The big and controversial question centered on whether the villagers wanted the money disbursed directly to them or whether it should be handled by an intermediate government agency. Both the Bank representative and the villagers knew that the Moroccan agency in question would skim some portion of the funds. The Bank was frustrated, therefore, that the villagers decided to let this agency deal with the funds. The representative from the Bank labored to explain the advantages of getting the money directly, and he seemed to think the villagers rather stupid for letting an intermediate agency into the mix. The villagers were not stupid at all. They knew that they would have to pay out a portion of the funds one way or another. They were afraid that if they got the money first they would have to pay the officials anyway and still be accountable to the Bank for all the money. They might end up in trouble with this Bank, a powerful agency they could not control or quite comprehend. From their perspective it made far more sense to just take what the agency in question did not skim and thereby avoid any question of impropriety on their part.
Language matters here in
simple terms of comprehension, but also in the sense that people who can
claim that comprehension are in a powerful position. The man who
hosted the party was not keen to take control of this stage of the deal
and ask for the money directly. It is a safe bet, however, that he
will have much to say about what to do with whatever money finally filters
down. When local decisions have to be made about which canals to
be improved or where to build a cement water storage cistern, he will have
significant influence. The host managed to present a plausible claim
that he had the linguistic resources necessary to lead the villagers in
a rapidly changing political climate.
Increasingly the social and political ambit of Tashelhit speaking mountain farmers includes Arabic speaking schoolteachers and government officials, French, German, and English speaking development agents, and rising numbers of circulating migrant workers.
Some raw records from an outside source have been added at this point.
//! System V AMD64 ABI calling convention (§4.7): argument classification,
//! register assignment, and the function prologue/epilogue shape used on
//! Linux.

use crate::lir::{Operand, PhysicalRegister, RegisterWidth};

/// System V AMD64 ABI calling convention handler
pub struct SystemVAbi;

impl SystemVAbi {
    /// Integer/pointer argument registers in order
    pub const ARG_REGS: [PhysicalRegister; 6] = [
        PhysicalRegister::RDI,
        PhysicalRegister::RSI,
        PhysicalRegister::RDX,
        PhysicalRegister::RCX,
        PhysicalRegister::R8,
        PhysicalRegister::R9,
    ];

    /// Floating point argument registers in order
    pub const FP_ARG_REGS: [PhysicalRegister; 8] = [
        PhysicalRegister::XMM0,
        PhysicalRegister::XMM1,
        PhysicalRegister::XMM2,
        PhysicalRegister::XMM3,
        PhysicalRegister::XMM4,
        PhysicalRegister::XMM5,
        PhysicalRegister::XMM6,
        PhysicalRegister::XMM7,
    ];

    /// Return register for integer/pointer types
    pub const RET_REG: PhysicalRegister = PhysicalRegister::RAX;

    /// Return register for floating point types
    pub const FP_RET_REG: PhysicalRegister = PhysicalRegister::XMM0;

    /// Get the argument register for a given argument index (0-5)
    pub fn get_arg_register(index: usize) -> Option<PhysicalRegister> {
        if index < 6 {
            Some(Self::ARG_REGS[index])
        } else {
            None
        }
    }

    /// Get the FP argument register for a given argument index (0-7)
    pub fn get_fp_arg_register(index: usize) -> Option<PhysicalRegister> {
        if index < 8 {
            Some(Self::FP_ARG_REGS[index])
        } else {
            None
        }
    }

    /// Check if an argument should be passed on the stack
    pub fn is_stack_arg(arg_index: usize, is_fp: bool) -> bool {
        if is_fp {
            arg_index >= 8
        } else {
            arg_index >= 6
        }
    }

    /// Calculate stack offset for argument at index (beyond register args)
    pub fn get_stack_arg_offset(arg_index: usize, is_fp: bool) -> i32 {
        // First stack arg is at [rsp + 16] (after return address)
        let first_stack_idx = if is_fp { 8 } else { 6 };
        let stack_idx = arg_index - first_stack_idx;
        16 + (stack_idx as i32 * 8)
    }

    /// Get callee-saved registers that need to be preserved
    pub fn get_callee_saved_regs() -> &'static [PhysicalRegister] {
        &[
            PhysicalRegister::RBX,
            PhysicalRegister::RBP,
            PhysicalRegister::R12,
            PhysicalRegister::R13,
            PhysicalRegister::R14,
            PhysicalRegister::R15,
        ]
    }

    /// Generate prologue instructions for a function
    pub fn generate_prologue(frame_size: u32, uses_fp: bool) -> Vec<crate::lir::Instruction> {
        use crate::lir::Instruction;
        let mut prologue = Vec::new();

        // Push base pointer
        prologue.push(Instruction::Push {
            src: Operand::PhysReg(PhysicalRegister::RBP),
        });

        // Set up new base pointer
        prologue.push(Instruction::Mov {
            dest: Operand::PhysReg(PhysicalRegister::RBP),
            src: Operand::PhysReg(PhysicalRegister::RSP),
        });

        // Allocate stack frame
        if frame_size > 0 {
            prologue.push(Instruction::Sub {
                dest: Operand::PhysReg(PhysicalRegister::RSP),
                src: Operand::Imm(frame_size as i64),
            });
        }

        // Save callee-saved registers if used
        if uses_fp {
            let callee_saved: Vec<PhysicalRegister> = Self::get_callee_saved_regs().to_vec();
            prologue.push(Instruction::SaveCalleeSaved { regs: callee_saved });
        }

        prologue
    }

    /// Generate epilogue instructions for a function
    pub fn generate_epilogue(frame_size: u32, uses_fp: bool) -> Vec<crate::lir::Instruction> {
        use crate::lir::Instruction;
        let mut epilogue = Vec::new();

        // Restore callee-saved registers if used
        if uses_fp {
            let callee_saved: Vec<PhysicalRegister> = Self::get_callee_saved_regs().to_vec();
            epilogue.push(Instruction::RestoreCalleeSaved { regs: callee_saved });
        }

        // Deallocate stack frame
        if frame_size > 0 {
            epilogue.push(Instruction::Add {
                dest: Operand::PhysReg(PhysicalRegister::RSP),
                src: Operand::Imm(frame_size as i64),
            });
        }

        // Restore base pointer
        epilogue.push(Instruction::Pop {
            dest: Operand::PhysReg(PhysicalRegister::RBP),
        });

        epilogue
    }
}

/// Argument classification for System V AMD64
#[derive(Debug, Clone, Copy, PartialEq, Eq)]
pub enum ArgClass {
    Integer,
    Float,
    Memory,
    Complex,
}

impl ArgClass {
    pub fn for_type(_width: RegisterWidth, is_float: bool) -> Self {
        if is_float {
            ArgClass::Float
        } else {
            ArgClass::Integer
        }
    }
}

/// Call frame information
#[derive(Debug, Clone)]
pub struct CallFrame {
    pub return_address_offset: i32,
    pub first_arg_offset: i32,
    pub frame_size: u32,
    pub saved_regs: Vec<PhysicalRegister>,
}

impl CallFrame {
    pub fn new(frame_size: u32) -> Self {
        Self {
            return_address_offset: 0,
            first_arg_offset: 8, // After return address
            frame_size,
            saved_regs: Vec::new(),
        }
    }

    pub fn with_saved_regs(mut self, regs: Vec<PhysicalRegister>) -> Self {
        self.saved_regs = regs;
        self
    }
}

#[cfg(test)]
mod abi_tests {
    use super::*;

    #[test]
    fn test_arg_registers() {
        assert_eq!(SystemVAbi::get_arg_register(0), Some(PhysicalRegister::RDI));
        assert_eq!(SystemVAbi::get_arg_register(5), Some(PhysicalRegister::R9));
        assert_eq!(SystemVAbi::get_arg_register(6), None);
    }

    #[test]
    fn test_fp_arg_registers() {
        assert_eq!(
            SystemVAbi::get_fp_arg_register(0),
            Some(PhysicalRegister::XMM0)
        );
        assert_eq!(
            SystemVAbi::get_fp_arg_register(7),
            Some(PhysicalRegister::XMM7)
        );
        assert_eq!(SystemVAbi::get_fp_arg_register(8), None);
    }

    #[test]
    fn test_stack_arg_detection() {
        assert!(!SystemVAbi::is_stack_arg(0, false));
        assert!(!SystemVAbi::is_stack_arg(5, false));
        assert!(SystemVAbi::is_stack_arg(6, false));
        assert!(SystemVAbi::is_stack_arg(8, true));
    }

    #[test]
    fn test_callee_saved_regs() {
        let saved = SystemVAbi::get_callee_saved_regs();
        assert!(saved.contains(&PhysicalRegister::RBX));
        assert!(saved.contains(&PhysicalRegister::RBP));
        assert!(!saved.contains(&PhysicalRegister::RAX));
    }
}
This expanding movement and interaction generates a real and increasing cognizance in the mountains that life without electricity, adequate medical care, or sanitation facilities is less than wholly adequate. Such social changes have also served to foreground what long remained a centrally invisible fact about these Moroccan farmers: they’re Imazighen, Berbers. They don’t speak the national language. With religious, social and economic unrest dominating the news in and on Morocco, cultural politics have gone relatively unnoticed. Within the realm of cultural politics, developments in the countryside are perhaps the most difficult to ascertain. Aided by new communications media, urban Amazigh activists have managed to articulate a sense of cultural identity as Imazighen, but in the countryside there are no demonstrations and no press releases, no Internet discussion groups, magazines or newsletters. In much of the mountains radio reception is patchy and illiteracy is almost total. Still, here too there are shifts in how Berber speakers see themselves and their world and these shifts in perception articulate with larger processes of migration, educational policies and development projects. As Micaela di Leonardo has written, “The real key to the perception of cultural difference is politics” (Di Leonardo 1997:64). It remains to be seen how these changes in cultural perception in the middle of nowhere will play out on the main stage of Moroccan politics.
Di Leonardo, M. (1997). White Lies, Black Myths: Rape, Race, and the Black “Underclass”. The Gender/ Sexuality Reader. R. N. Lancaster and M. di Leonardo. New York, Routledge: 53-68.